Problem description: Every line of the entries below from the one containing "let value = value.into();" to the one containing "pub const DISPLAY_NAME_MAX_LENGTH: usize", both ends included, must be written out exactly. No other line belongs in the answer.

Items listed in a dataset:
◇ ◇ ◇

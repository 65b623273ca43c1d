use std::sync::Arc;

use bugzot_core::{AppError, AppResult};
use tracing::warn;

use super::config::RateLimitRule;
use crate::RateLimitRepository;

/// Application service for rate limiting.
#[derive(Clone)]
pub struct RateLimitService {
    repository: Arc<dyn RateLimitRepository>,
}

impl RateLimitService {
    /// Creates a new rate limit service.
    #[must_use]
    pub fn new(repository: Arc<dyn RateLimitRepository>) -> Self {
        Self { repository }
    }

    /// Records an attempt and checks it against the rule.
    ///
    /// Returns `Err(AppError::RateLimited)` once the budget of the current
    /// window is spent. The key is typically the client IP address.
    pub async fn check_rate_limit(&self, rule: &RateLimitRule, key: &str) -> AppResult<()> {
        let composite_key = format!("{}:{key}", rule.category);
        let info = self
            .repository
            .record_attempt(&composite_key, rule.window_seconds)
            .await?;

        if info.attempt_count > rule.max_attempts {
            warn!(
                category = %rule.category,
                client = %key,
                retry_after_seconds = info.retry_after_seconds,
                "rate limit exceeded"
            );
            return Err(AppError::RateLimited(format!(
                "too many requests, retry in {} seconds",
                info.retry_after_seconds
            )));
        }

        Ok(())
    }
}
//! Declarative access rules and the pure authorization function.
//!
//! Evaluation order:
//! 1. global admins are always allowed,
//! 2. product-scoped resources require product membership,
//! 3. the effective role is the membership override or the global role,
//! 4. the most specific rule for (resource, action, visibility) applies,
//! 5. the effective role must meet the rule minimum, or the owner minimum
//!    when the actor owns the resource.

use serde::Serialize;

use crate::{
    AccessDecision, Action, Actor, CommentVisibility, DecisionReason, ResourceKind,
    ResourceTarget, Role,
};

/// One row of the access rule table.
#[derive(Debug, Clone, Copy, PartialEq, Eq, Serialize)]
pub struct PolicyRule {
    /// Resource kind the rule covers.
    pub resource: ResourceKind,
    /// Action the rule covers.
    pub action: Action,
    /// Visibility the rule is restricted to; `None` matches any.
    pub visibility: Option<CommentVisibility>,
    /// Minimum effective role.
    pub min_role: Role,
    /// Minimum effective role when the actor owns the resource.
    pub owner_min_role: Option<Role>,
}

const fn rule(resource: ResourceKind, action: Action, min_role: Role) -> PolicyRule {
    PolicyRule {
        resource,
        action,
        visibility: None,
        min_role,
        owner_min_role: None,
    }
}

const fn owned_rule(
    resource: ResourceKind,
    action: Action,
    min_role: Role,
    owner_min_role: Role,
) -> PolicyRule {
    PolicyRule {
        resource,
        action,
        visibility: None,
        min_role,
        owner_min_role: Some(owner_min_role),
    }
}

const fn visibility_rule(
    resource: ResourceKind,
    action: Action,
    visibility: CommentVisibility,
    min_role: Role,
) -> PolicyRule {
    PolicyRule {
        resource,
        action,
        visibility: Some(visibility),
        min_role,
        owner_min_role: None,
    }
}

/// The access rule table.
pub const POLICY_RULES: &[PolicyRule] = &[
    rule(ResourceKind::Product, Action::Read, Role::Viewer),
    rule(ResourceKind::Product, Action::Create, Role::Admin),
    rule(ResourceKind::Product, Action::Update, Role::Admin),
    rule(ResourceKind::Product, Action::Delete, Role::Admin),
    rule(ResourceKind::Product, Action::ManageMembers, Role::Admin),
    rule(ResourceKind::Bug, Action::Read, Role::Viewer),
    rule(ResourceKind::Bug, Action::Create, Role::Reporter),
    owned_rule(ResourceKind::Bug, Action::Update, Role::Maintainer, Role::Reporter),
    rule(ResourceKind::Bug, Action::TransitionStatus, Role::Maintainer),
    rule(ResourceKind::Bug, Action::Delete, Role::Maintainer),
    visibility_rule(
        ResourceKind::Comment,
        Action::Read,
        CommentVisibility::Public,
        Role::Viewer,
    ),
    visibility_rule(
        ResourceKind::Comment,
        Action::Read,
        CommentVisibility::Private,
        Role::Maintainer,
    ),
    visibility_rule(
        ResourceKind::Comment,
        Action::Comment,
        CommentVisibility::Public,
        Role::Reporter,
    ),
    visibility_rule(
        ResourceKind::Comment,
        Action::Comment,
        CommentVisibility::Private,
        Role::Maintainer,
    ),
    owned_rule(ResourceKind::Comment, Action::Update, Role::Maintainer, Role::Reporter),
    owned_rule(ResourceKind::Comment, Action::Delete, Role::Maintainer, Role::Reporter),
    rule(ResourceKind::Attachment, Action::Read, Role::Viewer),
    rule(ResourceKind::Attachment, Action::Create, Role::Reporter),
    owned_rule(ResourceKind::Attachment, Action::Delete, Role::Maintainer, Role::Reporter),
    owned_rule(ResourceKind::User, Action::Read, Role::Admin, Role::Viewer),
    rule(ResourceKind::User, Action::Update, Role::Admin),
    rule(ResourceKind::AuditLog, Action::Read, Role::Admin),
];

/// Selects the most specific rule for a resource, action and visibility.
///
/// A rule naming the target's visibility wins over a rule that matches any
/// visibility.
#[must_use]
pub fn select_rule(
    resource: ResourceKind,
    action: Action,
    visibility: Option<CommentVisibility>,
) -> Option<&'static PolicyRule> {
    let mut fallback = None;
    for candidate in POLICY_RULES
        .iter()
        .filter(|candidate| candidate.resource == resource && candidate.action == action)
    {
        match candidate.visibility {
            Some(rule_visibility) if Some(rule_visibility) == visibility => {
                return Some(candidate);
            }
            Some(_) => {}
            None => {
                if fallback.is_none() {
                    fallback = Some(candidate);
                }
            }
        }
    }

    fallback
}

/// Decides whether `actor` may perform `action` on `target`.
///
/// Pure and deterministic: the result depends only on the arguments.
#[must_use]
pub fn authorize(actor: &Actor, action: Action, target: &ResourceTarget) -> AccessDecision {
    if actor.is_admin() {
        return AccessDecision::Allow(DecisionReason::AdminOverride);
    }

    if let Some(product_id) = target.owning_product
        && actor.membership(product_id).is_none()
    {
        return AccessDecision::Deny(DecisionReason::NotProductMember);
    }

    let effective_role = actor.effective_role(target.owning_product);

    let Some(rule) = select_rule(target.kind, action, target.visibility) else {
        return AccessDecision::Deny(DecisionReason::NoMatchingRule);
    };

    if effective_role.satisfies(rule.min_role) {
        return AccessDecision::Allow(DecisionReason::RoleSufficient);
    }

    let is_owner = target.owner == Some(actor.user_id());
    if let Some(owner_min_role) = rule.owner_min_role
        && is_owner
        && effective_role.satisfies(owner_min_role)
    {
        return AccessDecision::Allow(DecisionReason::OwnerAccess);
    }

    AccessDecision::Deny(DecisionReason::InsufficientRole)
}
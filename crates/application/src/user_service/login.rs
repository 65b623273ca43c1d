use bugzot_core::{AppError, AppResult};
use bugzot_domain::{
    AuditAction, AuditDecision, EmailAddress, NewAuditEntry, ResourceKind, UserId,
};
use chrono::Utc;
use serde_json::json;
use tracing::{error, info, warn};

use super::{LoginOutcome, LoginParams, UserService};
use crate::Authenticated;

const INVALID_CREDENTIALS: &str = "invalid credentials";

impl UserService {
    /// Authenticates with email and password and issues a token.
    ///
    /// Unknown email, disabled account and wrong password all fail with the
    /// same `Unauthenticated` error.
    pub async fn login(&self, params: LoginParams) -> AppResult<LoginOutcome> {
        self.check_rate_limit(&self.rate_limits.login, params.client_ip.as_deref())
            .await?;

        let Ok(email) = EmailAddress::new(&params.email) else {
            let _ = self.password_hasher.hash_password(&params.password);
            return Err(invalid_credentials());
        };

        let Some(credentials) = self.user_repository.find_credentials_by_email(&email).await?
        else {
            let _ = self.password_hasher.hash_password(&params.password);
            warn!(client_ip = ?params.client_ip, "login failed: unknown account");
            self.record_failure_entry(None, "unknown_account", json!({ "email": email.as_str() }))
                .await;
            return Err(invalid_credentials());
        };

        let user = credentials.user;
        if !user.is_active() {
            let _ = self.password_hasher.hash_password(&params.password);
            warn!(user_id = %user.id, "login failed: account disabled");
            self.record_failure_entry(Some(user.id), "account_disabled", json!({}))
                .await;
            return Err(invalid_credentials());
        }

        let password_valid = self
            .password_hasher
            .verify_password(&params.password, &credentials.password_hash)?;

        if !password_valid {
            let audit = login_entry(
                user.id,
                AuditAction::UserLoginFailed,
                AuditDecision::Deny,
                "invalid_credentials",
            );
            match self.user_repository.record_login_failure(user.id, audit).await {
                Ok(committed) => warn!(
                    user_id = %user.id,
                    failed_login_count = committed.value,
                    "login failed: wrong password"
                ),
                Err(record_error) => error!(
                    user_id = %user.id,
                    error = %record_error,
                    "failed to record login failure"
                ),
            }
            return Err(invalid_credentials());
        }

        let token = self.identity_service.issue_token(&user)?;
        let audit = login_entry(
            user.id,
            AuditAction::UserLoginSucceeded,
            AuditDecision::Allow,
            "valid_credentials",
        )
        .with_detail(json!({ "token_id": token.claims.token_id }));

        let committed = self
            .user_repository
            .record_login_success(user.id, Utc::now(), audit)
            .await?;

        info!(user_id = %user.id, audit_sequence = committed.audit_sequence, "login succeeded");

        Ok(LoginOutcome {
            user: committed.value,
            token,
        })
    }

    /// Revokes the presented token.
    pub async fn logout(&self, authenticated: &Authenticated) -> AppResult<()> {
        self.identity_service.revoke(&authenticated.claims).await?;

        let user_id = authenticated.actor.user_id();
        self.audit_service
            .record_audit(
                login_entry(
                    user_id,
                    AuditAction::UserLoggedOut,
                    AuditDecision::Allow,
                    "token_revoked",
                )
                .with_detail(json!({ "token_id": authenticated.claims.token_id })),
            )
            .await?;

        info!(user_id = %user_id, "logged out");
        Ok(())
    }

    async fn record_failure_entry(
        &self,
        user_id: Option<UserId>,
        reason: &str,
        detail: serde_json::Value,
    ) {
        let entry = NewAuditEntry {
            actor_id: user_id,
            action: AuditAction::UserLoginFailed.name(),
            target_type: ResourceKind::User,
            target_id: user_id.map(|user_id| user_id.as_uuid()),
            decision: AuditDecision::Deny,
            reason: reason.to_owned(),
            detail: Some(detail),
        };

        if let Err(audit_error) = self.audit_service.record_audit(entry).await {
            error!(error = %audit_error, reason, "failed to record login failure");
        }
    }
}

fn login_entry(
    user_id: UserId,
    action: AuditAction,
    decision: AuditDecision,
    reason: &str,
) -> NewAuditEntry {
    NewAuditEntry {
        actor_id: Some(user_id),
        action: action.name(),
        target_type: ResourceKind::User,
        target_id: Some(user_id.as_uuid()),
        decision,
        reason: reason.to_owned(),
        detail: None,
    }
}

fn invalid_credentials() -> AppError {
    AppError::Unauthenticated(INVALID_CREDENTIALS.to_owned())
}
//! User account types and registration rules.

use std::str::FromStr;

use bugzot_core::{AppError, AppResult};
use chrono::{DateTime, Utc};
use serde::{Deserialize, Serialize};

use crate::{Actor, ProductId, Role, UserId};

/// Validated, lowercase email address.
#[derive(Debug, Clone, PartialEq, Eq, Hash, Serialize, Deserialize)]
pub struct EmailAddress(String);

impl EmailAddress {
    /// Creates a validated email address.
    ///
    /// Performs structural validation only: exactly one `@`, non-empty local
    /// part, and a domain containing at least one `.`.
    pub fn new(value: impl Into<String>) -> AppResult<Self> {
        let value = value.into();
        let normalized = value.trim().to_lowercase();

        if normalized.is_empty() {
            return Err(AppError::Validation(
                "email address must not be empty".to_owned(),
            ));
        }

        let Some((local, domain)) = normalized.split_once('@') else {
            return Err(AppError::Validation(
                "email address must contain exactly one '@'".to_owned(),
            ));
        };

        if domain.contains('@') {
            return Err(AppError::Validation(
                "email address must contain exactly one '@'".to_owned(),
            ));
        }

        if local.is_empty() {
            return Err(AppError::Validation(
                "email local part must not be empty".to_owned(),
            ));
        }

        if domain.is_empty() || !domain.contains('.') {
            return Err(AppError::Validation(
                "email domain must contain at least one '.'".to_owned(),
            ));
        }

        if normalized.len() > 254 {
            return Err(AppError::Validation(
                "email address must not exceed 254 characters".to_owned(),
            ));
        }

        Ok(Self(normalized))
    }

    /// Returns the validated email string.
    #[must_use]
    pub fn as_str(&self) -> &str {
        self.0.as_str()
    }

    /// Returns the domain part.
    #[must_use]
    pub fn domain(&self) -> &str {
        self.0
            .split_once('@')
            .map(|(_, domain)| domain)
            .unwrap_or_default()
    }

    /// Returns whether the address belongs to a known throwaway mail provider.
    #[must_use]
    pub fn is_disposable(&self) -> bool {
        let domain = self.domain();
        DISPOSABLE_EMAIL_DOMAINS.contains(&domain)
    }
}

impl From<EmailAddress> for String {
    fn from(value: EmailAddress) -> Self {
        value.0
    }
}

static DISPOSABLE_EMAIL_DOMAINS: &[&str] = &["tempmail.com", "10minutemail.com", "mailinator.com"];

/// Minimum password length (NIST SP800-63B, no second factor).
pub const PASSWORD_MIN_LENGTH: usize = 10;

/// Maximum password length. Bounds Argon2id work per login attempt.
pub const PASSWORD_MAX_LENGTH: usize = 128;

/// Maximum display name length.
pub const DISPLAY_NAME_MAX_LENGTH: usize = 100;

/// Validates a plaintext password for a new account.
pub fn validate_password(password: &str) -> AppResult<()> {
    if password.trim().is_empty() {
        return Err(AppError::Validation(
            "password must not be blank".to_owned(),
        ));
    }

    let char_count = password.chars().count();
    if char_count < PASSWORD_MIN_LENGTH {
        return Err(AppError::Validation(format!(
            "password must be at least {PASSWORD_MIN_LENGTH} characters"
        )));
    }

    if char_count > PASSWORD_MAX_LENGTH {
        return Err(AppError::Validation(format!(
            "password must not exceed {PASSWORD_MAX_LENGTH} characters"
        )));
    }

    if is_common_password(password) {
        return Err(AppError::Validation(
            "this password is too common and has appeared in data breaches".to_owned(),
        ));
    }

    Ok(())
}

/// Normalizes a display name: strips markup and control characters, trims,
/// and enforces the length bound.
pub fn normalize_display_name(value: &str) -> AppResult<String> {
    let mut cleaned = String::with_capacity(value.len());
    let mut in_tag = false;
    for character in value.chars() {
        match character {
            '<' => in_tag = true,
            '>' if in_tag => in_tag = false,
            _ if in_tag => {}
            _ if character.is_control() => {}
            _ => cleaned.push(character),
        }
    }

    let cleaned = cleaned.trim();
    if cleaned.is_empty() {
        return Err(AppError::Validation(
            "display name must not be empty".to_owned(),
        ));
    }

    if cleaned.chars().count() > DISPLAY_NAME_MAX_LENGTH {
        return Err(AppError::Validation(format!(
            "display name must not exceed {DISPLAY_NAME_MAX_LENGTH} characters"
        )));
    }

    Ok(cleaned.to_owned())
}

fn is_common_password(password: &str) -> bool {
    let lowered = password.to_lowercase();
    COMMON_PASSWORDS.iter().any(|entry| *entry == lowered)
}

// Entries shorter than the minimum length are already rejected by length.
static COMMON_PASSWORDS: &[&str] = &[
    "1234567890",
    "qwertyuiop",
    "password123",
    "password12",
    "iloveyou12",
    "1q2w3e4r5t",
    "qwerty1234",
    "letmein123",
    "welcome123",
    "passw0rd12",
    "admin12345",
    "abc1234567",
    "football12",
    "baseball12",
    "sunshine12",
    "princess12",
    "0987654321",
    "1111111111",
    "trustno1234",
    "superman123",
];

/// Account status. Users are disabled, never deleted.
#[derive(Debug, Clone, Copy, Default, PartialEq, Eq, Hash, Serialize, Deserialize)]
#[serde(rename_all = "snake_case")]
pub enum UserStatus {
    /// Account may authenticate.
    #[default]
    Active,
    /// Account is blocked from authenticating and acting.
    Disabled,
}

impl UserStatus {
    /// Returns a stable storage value for the status.
    #[must_use]
    pub fn as_str(&self) -> &'static str {
        match self {
            Self::Active => "active",
            Self::Disabled => "disabled",
        }
    }
}

impl FromStr for UserStatus {
    type Err = AppError;

    fn from_str(value: &str) -> Result<Self, Self::Err> {
        match value {
            "active" => Ok(Self::Active),
            "disabled" => Ok(Self::Disabled),
            _ => Err(AppError::Validation(format!(
                "unknown user status '{value}'"
            ))),
        }
    }
}

/// Membership of a user in a product, with an optional role override.
#[derive(Debug, Clone, Copy, PartialEq, Eq, Hash, Serialize, Deserialize)]
pub struct ProductMembership {
    /// Product the user belongs to.
    pub product_id: ProductId,
    /// Role used on this product instead of the global role.
    pub role_override: Option<Role>,
}

/// Persisted user account, without credentials.
#[derive(Debug, Clone, PartialEq, Eq, Serialize, Deserialize)]
pub struct User {
    /// Stable identifier.
    pub id: UserId,
    /// Login email, unique and lowercase.
    pub email: EmailAddress,
    /// Human-friendly name.
    pub display_name: String,
    /// Global role.
    pub role: Role,
    /// Account status.
    pub status: UserStatus,
    /// Product memberships with optional overrides.
    pub memberships: Vec<ProductMembership>,
    /// Consecutive failed login attempts since the last success.
    pub failed_login_count: i32,
    /// Timestamp of the last successful login.
    pub last_login_at: Option<DateTime<Utc>>,
    /// Creation timestamp.
    pub created_at: DateTime<Utc>,
    /// Last update timestamp.
    pub updated_at: DateTime<Utc>,
}

impl User {
    /// Returns whether the account may authenticate.
    #[must_use]
    pub fn is_active(&self) -> bool {
        self.status == UserStatus::Active
    }

    /// Builds the authorization identity for this user.
    #[must_use]
    pub fn to_actor(&self) -> Actor {
        Actor::new(self.id, self.role, self.memberships.clone())
    }
}
use std::str::FromStr;

use bugzot_core::{AppError, AppResult, NonEmptyString};
use chrono::{DateTime, Utc};
use serde::{Deserialize, Serialize};

use crate::{BugId, CommentId, UserId};

/// Maximum comment body length.
pub const COMMENT_BODY_MAX_LENGTH: usize = 10_000;

/// Who may read a comment.
#[derive(Debug, Clone, Copy, Default, PartialEq, Eq, Hash, Serialize, Deserialize)]
#[serde(rename_all = "snake_case")]
pub enum CommentVisibility {
    /// Readable by any member of the owning product.
    #[default]
    Public,
    /// Readable by maintainers of the owning product and admins.
    Private,
}

impl CommentVisibility {
    /// Returns a stable storage value.
    #[must_use]
    pub fn as_str(&self) -> &'static str {
        match self {
            Self::Public => "public",
            Self::Private => "private",
        }
    }
}

impl FromStr for CommentVisibility {
    type Err = AppError;

    fn from_str(value: &str) -> Result<Self, Self::Err> {
        match value {
            "public" => Ok(Self::Public),
            "private" => Ok(Self::Private),
            _ => Err(AppError::Validation(format!(
                "unknown comment visibility '{value}'"
            ))),
        }
    }
}

/// Persisted comment on a bug.
#[derive(Debug, Clone, PartialEq, Eq, Serialize, Deserialize)]
pub struct Comment {
    /// Stable identifier.
    pub id: CommentId,
    /// Bug the comment belongs to.
    pub bug_id: BugId,
    /// Comment author.
    pub author_id: UserId,
    /// Read visibility.
    pub visibility: CommentVisibility,
    /// Comment text.
    pub body: String,
    /// Soft-delete marker.
    pub is_deleted: bool,
    /// Creation timestamp.
    pub created_at: DateTime<Utc>,
    /// Last edit timestamp.
    pub updated_at: DateTime<Utc>,
}

/// Validates and normalizes a comment body.
pub fn validate_comment_body(value: impl Into<String>) -> AppResult<String> {
    let body = NonEmptyString::new(value)?;
    if body.as_str().chars().count() > COMMENT_BODY_MAX_LENGTH {
        return Err(AppError::Validation(format!(
            "comment must not exceed {COMMENT_BODY_MAX_LENGTH} characters"
        )));
    }

    Ok(body.into())
}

◇ ◇ ◇

Task response:
        let value = value.into();
        let normalized = value.trim().to_lowercase();

        if normalized.is_empty() {
            return Err(AppError::Validation(
                "email address must not be empty".to_owned(),
            ));
        }

        let Some((local, domain)) = normalized.split_once('@') else {
            return Err(AppError::Validation(
                "email address must contain exactly one '@'".to_owned(),
            ));
        };

        if domain.contains('@') {
            return Err(AppError::Validation(
                "email address must contain exactly one '@'".to_owned(),
            ));
        }

        if local.is_empty() {
            return Err(AppError::Validation(
                "email local part must not be empty".to_owned(),
            ));
        }

        if domain.is_empty() || !domain.contains('.') {
            return Err(AppError::Validation(
                "email domain must contain at least one '.'".to_owned(),
            ));
        }

        if normalized.len() > 254 {
            return Err(AppError::Validation(
                "email address must not exceed 254 characters".to_owned(),
            ));
        }

        Ok(Self(normalized))
    }

    /// Returns the validated email string.
    #[must_use]
    pub fn as_str(&self) -> &str {
        self.0.as_str()
    }

    /// Returns the domain part.
    #[must_use]
    pub fn domain(&self) -> &str {
        self.0
            .split_once('@')
            .map(|(_, domain)| domain)
            .unwrap_or_default()
    }

    /// Returns whether the address belongs to a known throwaway mail provider.
    #[must_use]
    pub fn is_disposable(&self) -> bool {
        let domain = self.domain();
        DISPOSABLE_EMAIL_DOMAINS.contains(&domain)
    }
}

impl From<EmailAddress> for String {
    fn from(value: EmailAddress) -> Self {
        value.0
    }
}

static DISPOSABLE_EMAIL_DOMAINS: &[&str] = &["tempmail.com", "10minutemail.com", "mailinator.com"];

/// Minimum password length (NIST SP800-63B, no second factor).
pub const PASSWORD_MIN_LENGTH: usize = 10;

/// Maximum password length. Bounds Argon2id work per login attempt.
pub const PASSWORD_MAX_LENGTH: usize = 128;

/// Maximum display name length.
pub const DISPLAY_NAME_MAX_LENGTH: usize = 100;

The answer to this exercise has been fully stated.